Helmuth has written about and lectured on combatting "misinformation through science journalism." She has stated that, in science journalism, it has started to be recognized that "there are not always two sides to every story." She offered the example of evolution, in relation to which she said, "we don’t quote creationists,” while she added that “with climate change, you can disagree about what to do about [it], but the science of it is completely, comprehensively proven.” While at the Washington Post, she oversaw the development of a video series called The Vaccine Project, written by Anna Rothschild and Brian Monroe, to address vaccine hesitancy.

In 2020, after the coronovirus pandemic erupted, Helmuth developed a tip sheet to help journalists cover it. She explained that "repetition makes misinformation feel more true."

===Presidential endorsements===

For the 2020 United States presidential election, Scientific American announced its endorsement of Joe Biden, the first endorsement of a presidential candidate in the magazine's 175-year history. The endorsement argued that Donald Trump "has badly damaged the U.S. and its people—because he rejects evidence and science", citing Trump's response to the COVID-19 pandemic. Helmuth said that the magazine's decision to endorse Biden was fast and unanimous, although not one made lightly, and that the endorsement was written to be "as inclusive as possible".

Scientific American endorsed Kamala Harris in the 2024 United States presidential election, writing that Donald Trump "endangers public health and safety and rejects evidence, preferring instead nonsensical conspiracy fantasies." Following Trump's victory, Helmuth criticized his supporters in a series of Bluesky posts, referring to many as "fascists" and the "meanest, dumbest, most bigoted" group. Helmuth's remarks provoked a backlash on Twitter, where some commenters questioned her commitment to scientific objectivity. Helmuth apologized for her "offensive and inappropriate" language and, several days later, announced her decision to resign from her position as editor in chief of Scientific American.

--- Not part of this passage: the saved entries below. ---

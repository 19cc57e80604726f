use futures::future::join_all;
use tracing::{debug, info};

use super::{NutritionProfile, NutritionStrategy};
use crate::cache::SessionCache;
use crate::quantity::IngredientQuantity;

/// Runs the nutrition tiers in order and remembers what each ingredient
/// resolved to for the rest of the session.
pub struct NutritionResolver {
    strategies: Vec<Box<dyn NutritionStrategy>>,
    cache: SessionCache<String, NutritionProfile>,
}

impl NutritionResolver {
    pub fn new(strategies: Vec<Box<dyn NutritionStrategy>>) -> Self {
        Self {
            strategies,
            cache: SessionCache::new(),
        }
    }

    pub fn tier_count(&self) -> usize {
        self.strategies.len()
    }

    pub fn clear_cache(&self) {
        self.cache.clear();
    }

    /// Never fails: when no tier produces a usable profile the generic
    /// estimate is returned.
    pub async fn resolve_ingredient_nutrition(&self, ingredient: &str, measure: &str) -> NutritionProfile {
        let key = ingredient.trim().to_lowercase();
        if let Some(hit) = self.cache.get(&key) {
            return hit;
        }

        let mut resolved = None;
        for strategy in &self.strategies {
            match strategy.lookup(&key, measure).await {
                Some(profile) if profile.is_usable() => {
                    debug!(ingredient = %key, source = ?profile.source, "nutrition resolved");
                    resolved = Some(profile);
                    break;
                }
                Some(_) => debug!(ingredient = %key, tier = ?strategy.source(), "discarding unusable profile"),
                None => {}
            }
        }

        let profile = resolved.unwrap_or_else(|| {
            info!(ingredient = %key, "no nutrition data found, using generic estimate");
            NutritionProfile::generic()
        });
        if !key.is_empty() {
            self.cache.insert(key, profile.clone());
        }
        profile
    }

    /// Resolves every ingredient of a recipe concurrently, keeping input order.
    pub async fn resolve_all(
        &self,
        ingredients: &[IngredientQuantity],
    ) -> Vec<(IngredientQuantity, NutritionProfile)> {
        let lookups = ingredients
            .iter()
            .map(|item| self.resolve_ingredient_nutrition(&item.name, &item.raw_measure));
        let profiles = join_all(lookups).await;
        ingredients.iter().cloned().zip(profiles).collect()
    }
}

#[cfg(test)]
mod tests {
    use super::*;
    use crate::nutrition::{ManualNutritionTable, NutritionSource};
    use async_trait::async_trait;
    use std::sync::atomic::{AtomicUsize, Ordering};
    use std::sync::Arc;

    struct Fixed {
        profile: Option<NutritionProfile>,
        calls: Arc<AtomicUsize>,
    }

    #[async_trait]
    impl NutritionStrategy for Fixed {
        fn source(&self) -> NutritionSource {
            NutritionSource::PrimaryApi
        }

        async fn lookup(&self, _ingredient: &str, _measure: &str) -> Option<NutritionProfile> {
            self.calls.fetch_add(1, Ordering::SeqCst);
            self.profile.clone()
        }
    }

    #[tokio::test]
    async fn skips_unusable_tiers() {
        let calls = Arc::new(AtomicUsize::new(0));
        let zeros = NutritionProfile::per_100g(0.0, 0.0, 0.0, 0.0, NutritionSource::PrimaryApi);
        let resolver = NutritionResolver::new(vec![
            Box::new(Fixed { profile: Some(zeros), calls: calls.clone() }),
            Box::new(ManualNutritionTable::new()),
        ]);
        let p = resolver.resolve_ingredient_nutrition("Butter", "2 tbsp").await;
        assert_eq!(p.source, NutritionSource::ManualTable);
        assert_eq!(p.calories, 717.0);
    }

    #[tokio::test]
    async fn caches_by_normalized_name() {
        let calls = Arc::new(AtomicUsize::new(0));
        let resolver = NutritionResolver::new(vec![Box::new(Fixed { profile: None, calls: calls.clone() })]);
        let first = resolver.resolve_ingredient_nutrition("Saffron ", "1 pinch").await;
        let second = resolver.resolve_ingredient_nutrition("saffron", "2 pinch").await;
        assert_eq!(first, NutritionProfile::generic());
        assert_eq!(first, second);
        assert_eq!(calls.load(Ordering::SeqCst), 1);
    }

    #[tokio::test]
    async fn resolve_all_keeps_order() {
        let resolver = NutritionResolver::new(vec![Box::new(ManualNutritionTable::new())]);
        let items = vec![
            IngredientQuantity::parse("Rice", "200 g"),
            IngredientQuantity::parse("Unobtainium", "1"),
        ];
        let resolved = resolver.resolve_all(&items).await;
        assert_eq!(resolved[0].0.name, "Rice");
        assert_eq!(resolved[0].1.source, NutritionSource::ManualTable);
        assert_eq!(resolved[1].1.source, NutritionSource::GenericFallback);
    }
}
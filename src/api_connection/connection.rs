use async_trait::async_trait;
use dotenv::dotenv;
use reqwest::Client;
use std::env;
use thiserror::Error;
use tracing::debug;

use super::endpoints::{
    ChatCompletionRequest, ChatCompletionResponse, ChatMessage, Provider, OPENROUTER_BASE_URL,
    OPENROUTER_MODELS,
};
use super::CompletionClient;

#[derive(Debug, Error)]
pub enum ApiConnectionError {
    #[error("API key not found in environment: {0}")]
    MissingApiKey(String),
    #[error("Network error: {0}")]
    NetworkError(#[from] reqwest::Error),
    #[error("Serialization error: {0}")]
    SerializationError(#[from] serde_json::Error),
    #[error("API error {status}: {error_body}")]
    ApiError {
        status: reqwest::StatusCode,
        error_body: String,
    },
    #[error("API returned no usable content")]
    EmptyResponse,
}

impl Provider {
    pub fn openrouter(api_key_env_var_name: &str) -> Self {
        dotenv().ok();
        Self::OpenRouter {
            api_key: api_key_env_var_name.to_string(),
            base_url: OPENROUTER_BASE_URL.to_string(),
            model: OPENROUTER_MODELS[0].model_name.to_string(),
            http: Client::new(),
        }
    }

    pub fn with_base_url(self, new_base_url: impl Into<String>) -> Self {
        match self {
            Provider::OpenRouter {
                api_key, model, http, ..
            } => Provider::OpenRouter {
                api_key,
                base_url: new_base_url.into(),
                model,
                http,
            },
        }
    }

    pub fn with_model(self, new_model: impl Into<String>) -> Self {
        match self {
            Provider::OpenRouter {
                api_key,
                base_url,
                http,
                ..
            } => Provider::OpenRouter {
                api_key,
                base_url,
                model: new_model.into(),
                http,
            },
        }
    }

    pub fn model(&self) -> &str {
        match self {
            Provider::OpenRouter { model, .. } => model,
        }
    }

    pub async fn call_chat_completion(
        &self,
        request: ChatCompletionRequest,
    ) -> Result<ChatCompletionResponse, ApiConnectionError> {
        match self {
            Provider::OpenRouter {
                api_key: api_key_env_var_name,
                base_url,
                http,
                ..
            } => {
                dotenv().ok();
                let actual_api_key = env::var(api_key_env_var_name)
                    .map_err(|_| ApiConnectionError::MissingApiKey(api_key_env_var_name.clone()))?;

                let url = format!("{}/chat/completions", base_url.trim_end_matches('/'));
                let site_url =
                    env::var("SITE_URL").unwrap_or_else(|_| "http://localhost:3000".to_string());
                let app_name =
                    env::var("APP_NAME").unwrap_or_else(|_| "RecipeFinder".to_string());

                let response = http
                    .post(&url)
                    .bearer_auth(actual_api_key)
                    .header("HTTP-Referer", site_url)
                    .header("X-Title", app_name)
                    .json(&request)
                    .send()
                    .await?;

                if response.status().is_success() {
                    let chat_response = response.json::<ChatCompletionResponse>().await?;
                    Ok(chat_response)
                } else {
                    let status = response.status();
                    let error_body = response
                        .text()
                        .await
                        .unwrap_or_else(|_| "Failed to read error body".to_string());
                    Err(ApiConnectionError::ApiError { status, error_body })
                }
            }
        }
    }
}

#[async_trait]
impl CompletionClient for Provider {
    async fn complete(
        &self,
        system_prompt: &str,
        user_prompt: &str,
    ) -> Result<String, ApiConnectionError> {
        let request = ChatCompletionRequest {
            model: self.model().to_string(),
            messages: vec![ChatMessage::system(system_prompt), ChatMessage::user(user_prompt)],
            temperature: Some(0.0),
            max_tokens: Some(200),
        };

        let response = self.call_chat_completion(request).await?;
        let choice = response
            .choices
            .first()
            .ok_or(ApiConnectionError::EmptyResponse)?;

        let content = strip_code_fences(&choice.message.content);
        debug!(model = %response.model, content = %content, "chat completion received");
        if content.is_empty() {
            return Err(ApiConnectionError::EmptyResponse);
        }
        Ok(content.to_string())
    }
}

/// Removes a surrounding markdown code fence (```` ```json ... ``` ````) if present.
pub fn strip_code_fences(raw: &str) -> &str {
    let trimmed = raw.trim();
    if !(trimmed.starts_with("```") && trimmed.ends_with("```") && trimmed.len() >= 6) {
        return trimmed;
    }
    let inner = &trimmed[3..trimmed.len() - 3];
    let inner = inner
        .strip_prefix("json")
        .or_else(|| inner.strip_prefix("text"))
        .unwrap_or(inner);
    inner.trim()
}

#[cfg(test)]
mod tests {
    use super::*;

    #[test]
    fn strips_json_fence() {
        assert_eq!(strip_code_fences("```json\n{\"a\": 1}\n```"), "{\"a\": 1}");
    }

    #[test]
    fn strips_bare_fence() {
        assert_eq!(strip_code_fences("```\ncalories: 10\n```"), "calories: 10");
    }

    #[test]
    fn leaves_plain_text() {
        assert_eq!(strip_code_fences("  calories: 10 "), "calories: 10");
        assert_eq!(strip_code_fences("```"), "```");
    }

    #[test]
    fn builder_overrides_model_and_url() {
        let provider = Provider::openrouter("SOME_KEY_VAR")
            .with_model("test/model")
            .with_base_url("http://localhost:9");
        assert_eq!(provider.model(), "test/model");
        match provider {
            Provider::OpenRouter { base_url, api_key, .. } => {
                assert_eq!(base_url, "http://localhost:9");
                assert_eq!(api_key, "SOME_KEY_VAR");
            }
        }
    }
}
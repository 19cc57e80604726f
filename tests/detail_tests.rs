use recipe_finder::cache::PersistedCache;
use recipe_finder::nutrition::{ManualNutritionTable, NutritionResolver, NutritionSource};
use recipe_finder::recipe_detail::{DetailError, DetailKind, DetailNutrition, RecipeDetailService};
use recipe_finder::sources::BackendClient;
use serde_json::json;
use std::sync::Arc;
use std::time::Duration;
use tempfile::TempDir;
use wiremock::matchers::{method, path, query_param};
use wiremock::{Mock, MockServer, ResponseTemplate};

fn service(server: &MockServer) -> RecipeDetailService {
    let backend = BackendClient::new(server.uri(), Duration::from_secs(5), Duration::from_secs(5)).unwrap();
    let resolver = NutritionResolver::new(vec![Box::new(ManualNutritionTable::new())]);
    RecipeDetailService::new(backend, Arc::new(resolver))
}

fn fried_rice() -> serde_json::Value {
    json!({ "meals": [{
        "idMeal": "7",
        "strMeal": "Egg Fried Rice",
        "strIngredient1": "Rice",
        "strMeasure1": "400 g",
        "strIngredient2": "Eggs",
        "strMeasure2": "2",
        "strIngredient3": "Soy Sauce",
        "strMeasure3": "to taste"
    }]})
}

#[tokio::test]
async fn meal_detail_estimates_nutrition_and_scales() {
    let server = MockServer::start().await;
    Mock::given(method("GET"))
        .and(path("/recipe/7"))
        .and(query_param("servings", "4"))
        .respond_with(ResponseTemplate::new(200).set_body_json(fried_rice()))
        .mount(&server)
        .await;

    let detail = service(&server).meal("7", Some(2)).await.unwrap();
    assert_eq!(detail.kind, DetailKind::Meal);
    assert_eq!(detail.base_servings, 4);
    assert_eq!(detail.servings, 2);
    assert_eq!(detail.ingredients[0].measure, "200 g");
    assert_eq!(detail.ingredients[1].measure, "1");
    assert_eq!(detail.ingredients[2].measure, "to taste");

    match &detail.nutrition {
        DetailNutrition::Estimated(totals) => {
            assert_eq!(totals.servings, 4);
            assert!(totals.total.calories > 0.0);
            assert!(totals.per_serving.protein >= 0.0);
            // soy sauce is not in the manual table
            assert_eq!(totals.estimated_ingredients, vec!["Soy Sauce"]);
        }
        other => panic!("expected estimated nutrition, got {other:?}"),
    }
}

#[tokio::test]
async fn reported_nutrition_is_passed_through() {
    let server = MockServer::start().await;
    Mock::given(method("GET"))
        .and(path("/cocktail/11007"))
        .respond_with(ResponseTemplate::new(200).set_body_json(json!({ "drinks": [{
            "idDrink": "11007",
            "strDrink": "Margarita",
            "strAlcoholic": "Alcoholic",
            "strIngredient1": "Tequila",
            "strMeasure1": "1 1/2 oz",
            "strIngredient2": "Lime juice",
            "strMeasure2": "1 oz",
            "nutrition": { "perServing": { "calories": 168, "carbs": 7.2, "alcohol": 14 }, "servings": 1 }
        }]})))
        .mount(&server)
        .await;

    let detail = service(&server).cocktail("11007", Some(3)).await.unwrap();
    assert_eq!(detail.recipe.area.as_deref(), Some("Alcoholic"));
    assert_eq!(detail.ingredients[0].measure, "4.5 oz");
    match detail.nutrition {
        DetailNutrition::Reported { per_serving, servings } => {
            assert_eq!(per_serving.calories, Some(168.0));
            assert_eq!(per_serving.alcohol, Some(14.0));
            assert_eq!(servings, 1);
        }
        other => panic!("expected reported nutrition, got {other:?}"),
    }
}

#[tokio::test]
async fn missing_recipe_is_not_found() {
    let server = MockServer::start().await;
    Mock::given(method("GET"))
        .and(path("/recipe/999"))
        .respond_with(ResponseTemplate::new(200).set_body_json(json!({ "meals": null })))
        .mount(&server)
        .await;

    let err = service(&server).meal("999", None).await.unwrap_err();
    assert!(matches!(err, DetailError::NotFound { kind: DetailKind::Meal, .. }));
    assert_eq!(err.user_message(), "Recipe not found.");
}

#[tokio::test]
async fn persisted_cache_avoids_second_fetch() {
    let server = MockServer::start().await;
    Mock::given(method("GET"))
        .and(path("/recipe/7"))
        .respond_with(ResponseTemplate::new(200).set_body_json(fried_rice()))
        .expect(1)
        .mount(&server)
        .await;

    let dir = TempDir::new().unwrap();
    let first = service(&server)
        .with_cache(PersistedCache::new(dir.path()))
        .meal("7", None)
        .await
        .unwrap();
    let second = service(&server)
        .with_cache(PersistedCache::new(dir.path()))
        .meal("7", Some(8))
        .await
        .unwrap();

    assert_eq!(first.recipe, second.recipe);
    assert_eq!(second.ingredients[0].measure, "800 g");
}

#[tokio::test]
async fn rate_limited_detail_has_friendly_message() {
    let server = MockServer::start().await;
    Mock::given(method("GET"))
        .and(path("/recipe/1"))
        .respond_with(ResponseTemplate::new(429))
        .mount(&server)
        .await;

    let err = service(&server).meal("1", None).await.unwrap_err();
    assert!(matches!(err, DetailError::Source(_)));
    assert!(err.user_message().contains("busy"));
}

#[tokio::test]
async fn manual_table_covers_common_ingredients() {
    let resolver = NutritionResolver::new(vec![Box::new(ManualNutritionTable::new())]);
    let rice = resolver.resolve_ingredient_nutrition("Rice", "400 g").await;
    assert_eq!(rice.source, NutritionSource::ManualTable);
}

== Appointments and service ==
Helmuth serves as a member of the National Academies of Sciences, Engineering, and Medicine's Standing Committee on the project for Advancing Science Communication Research and Practice. She has also given lectures at institutions like the American Institute of Physics, the National Academy of Sciences, and the University of Wisconsin–Madison about how science journalists can counter misinformation and address uncertainty in their reporting.

From 2017 to 2018, Helmuth served as president of the National Association of Science Writers. She has also served as a board member for the Society for Science and the Public, and the American Association for the Advancement of Science's SciLine service which connects scientists and journalists.

== Bibliography ==
===Articles===
- "Hanukkah Food Smackdown! Latkes vs. Hamantashen" (2008)
- "Why Bird Brains Bloom in Spring" (2011)
- "Happy 30th, Sally Ride's First Space Flight. You Came Too Late" (2013)
- "Two Lives: Why Are You Not Dead Yet?" (2013)
- "James Watson Throws a Fit: The disgraced co-discoverer of DNA is selling his Nobel Prize" (2014)
- "Celebrating our demisemiseptcentennial" (2020)

== Awards and honors ==
- Distinguished Graduate Student Alumni Award, University of California, Santa Cruz, 2019
- Writer in Residence, University of Wisconsin–Madison, 2018
- In 2023 she received the Friend of Darwin award from the National Center for Science Education (NCSE) according to the executive director Ann Reid for having “tirelessly promoted the cause of evolution education”.